You Need to Prioritize Metrics that Support Efficiency

You Need to Prioritize Metrics that Support Efficiency

Productivity is a core component of any business endeavor, but unfortunately it is often difficult to stay productive with the immense amount of distractions that intercede. In order for anyone to maintain productivity, they need tools aligned with the tasks they are presented. For the modern business, management software has connected most of a business’ core processes to streamline workflows for most people. The use of Customer Relationship Management (CRM) platforms keep people in the groove longer, while also providing management metrics designed to give them an idea about how their business is functioning.

With a more data-centric view of operational viability, managers can assign value to their employees. They do this often with the use of Key Performance Indicators (KPIs). Typically, these metrics can be very useful to provide a perspective of an individual employee’s ability to meet the expectations that management has put on them. The problem begins when data that doesn’t belong gets grouped in with the useful data to create metrics that don’t properly describe employee performance in context. Let’s look at how productivity can actually be hindered with the use of irrelevant metrics.

Employee Engagement

One element of a business’ ability to successfully conduct operational efficiency is through employee engagement. Engaged employees are traditionally much more productive than employees who aren’t, right? That seems like common sense, but if you were to look at some metrics designed to measure how engaged employees are, the numbers tell a different story.

If you run a small or medium-sized business, your staff is likely your biggest expense, and that money has to be spent wisely (on employees that produce). So modern businesses are trying to come up with performance metrics that give them actionable information to use to measure employee performance. Let’s not forget just how important these people are to your business’ sustained success. If they aren’t at their best, neither is your organization.
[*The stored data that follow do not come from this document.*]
//! Points-to Graph
//!
//! Immutable result of a solve: node → set of object nodes.
//!
//! Every node resolves through the merge relation snapshot taken at the end
//! of the solve; sets are stored once per representative, with merged
//! locations already expanded back to the objects they stand for.

use super::constraint::{Constraint, ConstraintKind, ConstraintSet};
use super::node::{NodeIndex, NULL_OBJECT, UNIVERSAL_OBJ};
use crate::errors::Result;
use crate::features::points_to::infrastructure::node_factory::NodeFactory;
use crate::features::points_to::infrastructure::sparse_bitmap::SparseBitmap;
use rustc_hash::FxHashMap;
use serde::Serialize;
use std::collections::BTreeMap;
use std::fmt::Write as _;

/// Whether a solve reached its fixpoint
#[derive(Debug, Clone, Copy, PartialEq, Eq, Serialize)]
#[serde(rename_all = "snake_case", tag = "status")]
pub enum SolveStatus {
    /// Every constraint holds
    Converged,
    /// Stopped by the iteration bound; sets may be missing elements
    Partial { iterations: usize },
}

impl SolveStatus {
    #[inline]
    pub fn is_converged(&self) -> bool {
        matches!(self, SolveStatus::Converged)
    }
}

/// Result of a points-to query
///
/// `Unknown` means the graph has no entry for the node at all (it was created
/// after the solve, or its key was never seen). It is not the same as a known
/// empty set, and callers usually treat it conservatively.
#[derive(Debug, Clone, PartialEq, Eq)]
pub enum PointsTo {
    Unknown,
    Known(Vec<NodeIndex>),
}

impl PointsTo {
    #[inline]
    pub fn is_known(&self) -> bool {
        matches!(self, PointsTo::Known(_))
    }

    /// May point to anything (the set holds the universal object)
    pub fn is_universal(&self) -> bool {
        matches!(self, PointsTo::Known(set) if set.contains(&UNIVERSAL_OBJ))
    }

    /// Objects, if known
    pub fn objects(&self) -> Option<&[NodeIndex]> {
        match self {
            PointsTo::Known(set) => Some(set),
            PointsTo::Unknown => None,
        }
    }

    pub fn contains(&self, object: NodeIndex) -> bool {
        self.objects().is_some_and(|set| set.contains(&object))
    }
}

/// Statistics for a whole analysis run
#[derive(Debug, Clone, Default, PartialEq, Serialize)]
pub struct SolveStats {
    pub nodes: usize,
    pub addr_of: usize,
    pub copy: usize,
    pub load: usize,
    pub store: usize,
    pub call_sites: usize,
    pub duplicates_removed: usize,
    pub offline_sccs: usize,
    pub cycle_merges: usize,
    pub pointer_merges: usize,
    pub location_merges: usize,
    pub online_cycles: usize,
    pub online_merges: usize,
    pub iterations: usize,
    pub propagations: usize,
    pub calls_bound: usize,
    pub fixpoint_violations: usize,
    pub optimize_ms: f64,
    pub solve_ms: f64,
}

/// Shape of the solved graph
#[derive(Debug, Clone, Default, PartialEq, Serialize)]
pub struct GraphStats {
    pub total_nodes: usize,
    pub representatives: usize,
    pub non_empty_sets: usize,
    pub total_edges: usize,
    pub max_points_to_size: usize,
    pub avg_points_to_size: f64,
    pub universal_sets: usize,
}

/// Solved points-to relation
#[derive(Debug, Clone)]
pub struct PointsToGraph {
    /// Representative of every node known at solve time
    reps: Vec<NodeIndex>,

    /// Representative → objects (location classes expanded)
    sets: FxHashMap<NodeIndex, SparseBitmap>,

    allocation_sites: Vec<NodeIndex>,

    /// Source key per node, for dumps
    keys: Vec<Option<String>>,

    status: SolveStatus,
    stats: SolveStats,
    empty: SparseBitmap,
}

impl PointsToGraph {
    /// Freeze solver output against the node space's merge relation
    pub fn build(
        nodes: &mut NodeFactory,
        sets: FxHashMap<NodeIndex, SparseBitmap>,
        status: SolveStatus,
        stats: SolveStats,
    ) -> Self {
        let reps = nodes.merge_targets();
        let classes = nodes.location_classes();

        let sets = if classes.is_empty() {
            sets
        } else {
            sets.into_iter()
                .map(|(rep, set)| {
                    let expanded = set
                        .iter()
                        .flat_map(|o| match classes.get(&o) {
                            Some(members) => members.clone(),
                            None => vec![o],
                        })
                        .collect();
                    (rep, expanded)
                })
                .collect()
        };

        let keys = (0..nodes.len() as NodeIndex)
            .map(|i| nodes.key_for(i).map(str::to_string))
            .collect();

        Self {
            reps,
            sets,
            allocation_sites: nodes.allocation_sites(),
            keys,
            status,
            stats,
            empty: SparseBitmap::new(),
        }
    }

    /// Number of nodes covered
    #[inline]
    pub fn node_count(&self) -> usize {
        self.reps.len()
    }

    /// Representative of `node`, if covered
    #[inline]
    pub fn rep(&self, node: NodeIndex) -> Option<NodeIndex> {
        self.reps.get(node as usize).copied()
    }

    /// Raw set of `node`, if covered
    pub fn points_to_set(&self, node: NodeIndex) -> Option<&SparseBitmap> {
        let rep = self.rep(node)?;
        Some(self.sets.get(&rep).unwrap_or(&self.empty))
    }

    /// Objects `node` may point to, in ascending order
    pub fn points_to(&self, node: NodeIndex) -> PointsTo {
        match self.points_to_set(node) {
            Some(set) => PointsTo::Known(set.iter().collect()),
            None => PointsTo::Unknown,
        }
    }

    /// Objects that stand for real allocation or definition sites
    pub fn allocation_sites(&self) -> &[NodeIndex] {
        &self.allocation_sites
    }

    /// May `a` and `b` point to a common object?
    ///
    /// The null object is ignored. A node that points to the universal object
    /// aliases every node with a non-null target, and an uncovered node
    /// aliases everything.
    pub fn may_alias(&self, a: NodeIndex, b: NodeIndex) -> bool {
        let (Some(sa), Some(sb)) = (self.points_to_set(a), self.points_to_set(b)) else {
            return true;
        };
        let null = SparseBitmap::singleton(NULL_OBJECT);
        let sa = sa.difference(&null);
        let sb = sb.difference(&null);

        if sa.is_empty() || sb.is_empty() {
            return false;
        }
        sa.contains(UNIVERSAL_OBJ) || sb.contains(UNIVERSAL_OBJ) || sa.intersects(&sb)
    }

    /// Do `a` and `b` certainly refer to the same object?
    ///
    /// True for the same node, or when both point to exactly one, identical,
    /// non-null and non-universal object.
    pub fn must_alias(&self, a: NodeIndex, b: NodeIndex) -> bool {
        if a == b {
            return self.rep(a).is_some();
        }
        let (Some(sa), Some(sb)) = (self.points_to_set(a), self.points_to_set(b)) else {
            return false;
        };
        sa.len() == 1
            && sa == sb
            && !sa.contains(NULL_OBJECT)
            && !sa.contains(UNIVERSAL_OBJ)
    }

    pub fn status(&self) -> SolveStatus {
        self.status
    }

    /// False when the solve stopped at its iteration bound
    pub fn is_complete(&self) -> bool {
        self.status.is_converged()
    }

    pub fn stats(&self) -> &SolveStats {
        &self.stats
    }

    pub(crate) fn stats_mut(&mut self) -> &mut SolveStats {
        &mut self.stats
    }

    pub fn key_for(&self, node: NodeIndex) -> Option<&str> {
        self.keys.get(node as usize).and_then(|k| k.as_deref())
    }

    /// Does `constraint` hold in this graph?
    pub fn check_constraint(&self, constraint: &Constraint) -> bool {
        let set = |n: NodeIndex| self.points_to_set(n).unwrap_or(&self.empty);
        let (dst, src) = (constraint.dst, constraint.src);
        match constraint.kind {
            ConstraintKind::AddrOf => set(dst).contains(src),
            ConstraintKind::Copy => set(src).is_subset_of(set(dst)),
            ConstraintKind::Load => set(src).iter().all(|o| set(o).is_subset_of(set(dst))),
            ConstraintKind::Store => set(dst).iter().all(|o| set(src).is_subset_of(set(o))),
        }
    }

    /// Constraints that do not hold; empty for a converged solve
    pub fn violations(&self, constraints: &ConstraintSet) -> Vec<Constraint> {
        constraints
            .iter()
            .filter(|c| !self.check_constraint(c))
            .copied()
            .collect()
    }

    /// Statistics about the solved sets
    pub fn graph_stats(&self) -> GraphStats {
        let mut reps: Vec<NodeIndex> = self.reps.clone();
        reps.sort_unstable();
        reps.dedup();

        let sizes: Vec<usize> = self
            .sets
            .values()
            .map(SparseBitmap::len)
            .filter(|&len| len > 0)
            .collect();
        let total: usize = sizes.iter().sum();

        GraphStats {
            total_nodes: self.reps.len(),
            representatives: reps.len(),
            non_empty_sets: sizes.len(),
            total_edges: total,
            max_points_to_size: sizes.iter().copied().max().unwrap_or(0),
            avg_points_to_size: if sizes.is_empty() {
                0.0
            } else {
                total as f64 / sizes.len() as f64
            },
            universal_sets: self
                .sets
                .values()
                .filter(|s| s.contains(UNIVERSAL_OBJ))
                .count(),
        }
    }

    fn label(&self, node: NodeIndex) -> String {
        match self.key_for(node) {
            Some(key) => format!("{node}({key})"),
            None => node.to_string(),
        }
    }

    /// One line per node with a non-empty set, ascending by node
    pub fn dump_points_to(&self) -> String {
        let mut out = String::new();
        for node in 0..self.reps.len() as NodeIndex {
            let Some(set) = self.points_to_set(node) else {
                continue;
            };
            if set.is_empty() {
                continue;
            }
            let objects: Vec<String> = set.iter().map(|o| self.label(o)).collect();
            let _ = writeln!(out, "{} -> {{{}}}", self.label(node), objects.join(", "));
        }
        out
    }

    /// JSON export: status, statistics, representatives and sets
    pub fn to_json(&self) -> Result<String> {
        #[derive(Serialize)]
        struct Export<'a> {
            status: SolveStatus,
            stats: &'a SolveStats,
            allocation_sites: &'a [NodeIndex],
            merged: BTreeMap<NodeIndex, NodeIndex>,
            points_to: BTreeMap<NodeIndex, Vec<NodeIndex>>,
        }

        let export = Export {
            status: self.status,
            stats: &self.stats,
            allocation_sites: &self.allocation_sites,
            merged: self
                .reps
                .iter()
                .enumerate()
                .filter(|(i, &rep)| *i as NodeIndex != rep)
                .map(|(i, &rep)| (i as NodeIndex, rep))
                .collect(),
            points_to: self
                .sets
                .iter()
                .filter(|(_, set)| !set.is_empty())
                .map(|(&rep, set)| (rep, set.iter().collect()))
                .collect(),
        };
        Ok(serde_json::to_string_pretty(&export)?)
    }
}

#[cfg(test)]
mod tests {
    use super::*;
    use pretty_assertions::assert_eq;

    /// v1 → {o1}, v2 → {o1, o2}, v3 merged into v1, v4 → {null}, u → {universal}
    fn sample() -> (PointsToGraph, [NodeIndex; 7]) {
        let mut nodes = NodeFactory::new();
        let v1 = nodes.create_value_node("v1");
        let v2 = nodes.create_value_node("v2");
        let v3 = nodes.create_value_node("v3");
        let v4 = nodes.create_value_node("v4");
        let u = nodes.create_value_node("u");
        let o1 = nodes.create_object_node("o1");
        let o2 = nodes.create_object_node("o2");
        nodes.merge(v1, v3);

        let mut sets = FxHashMap::default();
        sets.insert(v1, SparseBitmap::singleton(o1));
        sets.insert(v2, [o1, o2].into_iter().collect());
        sets.insert(v4, SparseBitmap::singleton(NULL_OBJECT));
        sets.insert(u, SparseBitmap::singleton(UNIVERSAL_OBJ));

        let graph = PointsToGraph::build(&mut nodes, sets, SolveStatus::Converged, SolveStats::default());
        (graph, [v1, v2, v3, v4, u, o1, o2])
    }

    #[test]
    fn test_points_to_resolves_merges() {
        let (graph, [v1, v2, v3, _, _, o1, o2]) = sample();
        assert_eq!(graph.points_to(v1), PointsTo::Known(vec![o1]));
        assert_eq!(graph.points_to(v3), PointsTo::Known(vec![o1]));
        assert_eq!(graph.points_to(v2), PointsTo::Known(vec![o1, o2]));
        assert_eq!(graph.points_to(o1), PointsTo::Known(vec![]));
        assert_eq!(graph.points_to(1000), PointsTo::Unknown);
        assert_eq!(graph.allocation_sites(), &[o1, o2]);
    }

    #[test]
    fn test_may_alias() {
        let (graph, [v1, v2, v3, v4, u, o1, _]) = sample();
        assert!(graph.may_alias(v1, v2));
        assert!(graph.may_alias(v1, v3));
        assert!(!graph.may_alias(v4, v4));
        assert!(!graph.may_alias(v1, o1));
        assert!(graph.may_alias(u, v2));
        assert!(graph.may_alias(1000, v1));
    }

    #[test]
    fn test_must_alias() {
        let (graph, [v1, v2, v3, v4, u, _, _]) = sample();
        assert!(graph.must_alias(v1, v3));
        assert!(!graph.must_alias(v1, v2));
        assert!(!graph.must_alias(v4, v4.wrapping_add(100)));
        assert!(!graph.must_alias(u, u.wrapping_add(100)));
        assert!(graph.must_alias(v2, v2));
    }

    #[test]
    fn test_check_constraint() {
        let (graph, [v1, v2, _, _, _, o1, o2]) = sample();
        assert!(graph.check_constraint(&Constraint::addr_of(v1, o1)));
        assert!(!graph.check_constraint(&Constraint::addr_of(v1, o2)));
        assert!(graph.check_constraint(&Constraint::copy(v2, v1)));
        assert!(!graph.check_constraint(&Constraint::copy(v1, v2)));
        // *v2 is empty everywhere, so loading from it holds trivially
        assert!(graph.check_constraint(&Constraint::load(v1, v2)));
        assert!(!graph.check_constraint(&Constraint::store(v2, v1)));
    }

    #[test]
    fn test_graph_stats() {
        let (graph, _) = sample();
        let stats = graph.graph_stats();
        assert_eq!(
            stats,
            GraphStats {
                total_nodes: 11,
                representatives: 10,
                non_empty_sets: 4,
                total_edges: 5,
                max_points_to_size: 2,
                avg_points_to_size: 1.25,
                universal_sets: 1,
            }
        );
    }

    #[test]
    fn test_dump_and_json() {
        let (graph, _) = sample();
        let dump = graph.dump_points_to();
        assert!(dump.contains("4(v1) -> {9(o1)}"));
        assert!(dump.contains("6(v3) -> {9(o1)}"));

        let json = graph.to_json().unwrap();
        let value: serde_json::Value = serde_json::from_str(&json).unwrap();
        assert_eq!(value["status"]["status"], "converged");
        assert_eq!(value["merged"]["6"], 4);
        assert_eq!(value["points_to"]["5"], serde_json::json!([9, 10]));
    }
}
As a result, the metrics you would see in the back end of your CRM may not provide the whole story of their engagement. The more a business tries to find out THAT an employee is underperforming, the less time they are taking finding out WHY they are. As the latter metric will get you the answers that will bring you results, the former just tells you what you already know, and is largely a waste of time and effort.

Missteps of Analysis

Not Scaling Your Analysis

Analysis has to be assiduous, but it also needs to come with context. Managers today are more actively asked to make strategic decisions using data that has none. Since effective managers understand the difference between productive and a lack of productivity, it’s insulting to them to have to use global metric counts when they know their people are performing perfectly well.

This one-size-fits-all approach to data analysis can actually hurt an organization's ability to maximize productivity. In others it can actively help it. Analysts need to understand the goals of a particular department and the varying needs of that department’s end-users. Just because a set of numbers doesn’t look attractive, doesn’t make them wrong.

Managing Bias

Bias can be a big problem on both ends. On one hand, if a production team works inefficiently, and the analysis of the data suggests that they need to step up their game, managers need to understand the organizational position. On the other hand, if a manager has been keeping productivity levels consistently high and analysis suggests that he/she has to change something fundamental to its previously sustained productivity, forcing alterations in operations could end up being completely detrimental to the entire endeavor, at least initially. Bias toward the facts (often represented in algorithmic numbers) can also produce a significant downturn in efficiency.

Data collection and analysis isn’t going away, but until decision makers realize that just looking at data doesn’t necessarily give them the best perspective to change their business processes, maximizing productivity will be difficult. If your organization is looking to start being smart with its data and would like some help setting up a business analytics or business intelligence system, or learn how it can help you boost your organizational efficiency, call Data Net today at (760) 466-1200. If you would like more information about how to move your company into the information age, subscribe to our blog.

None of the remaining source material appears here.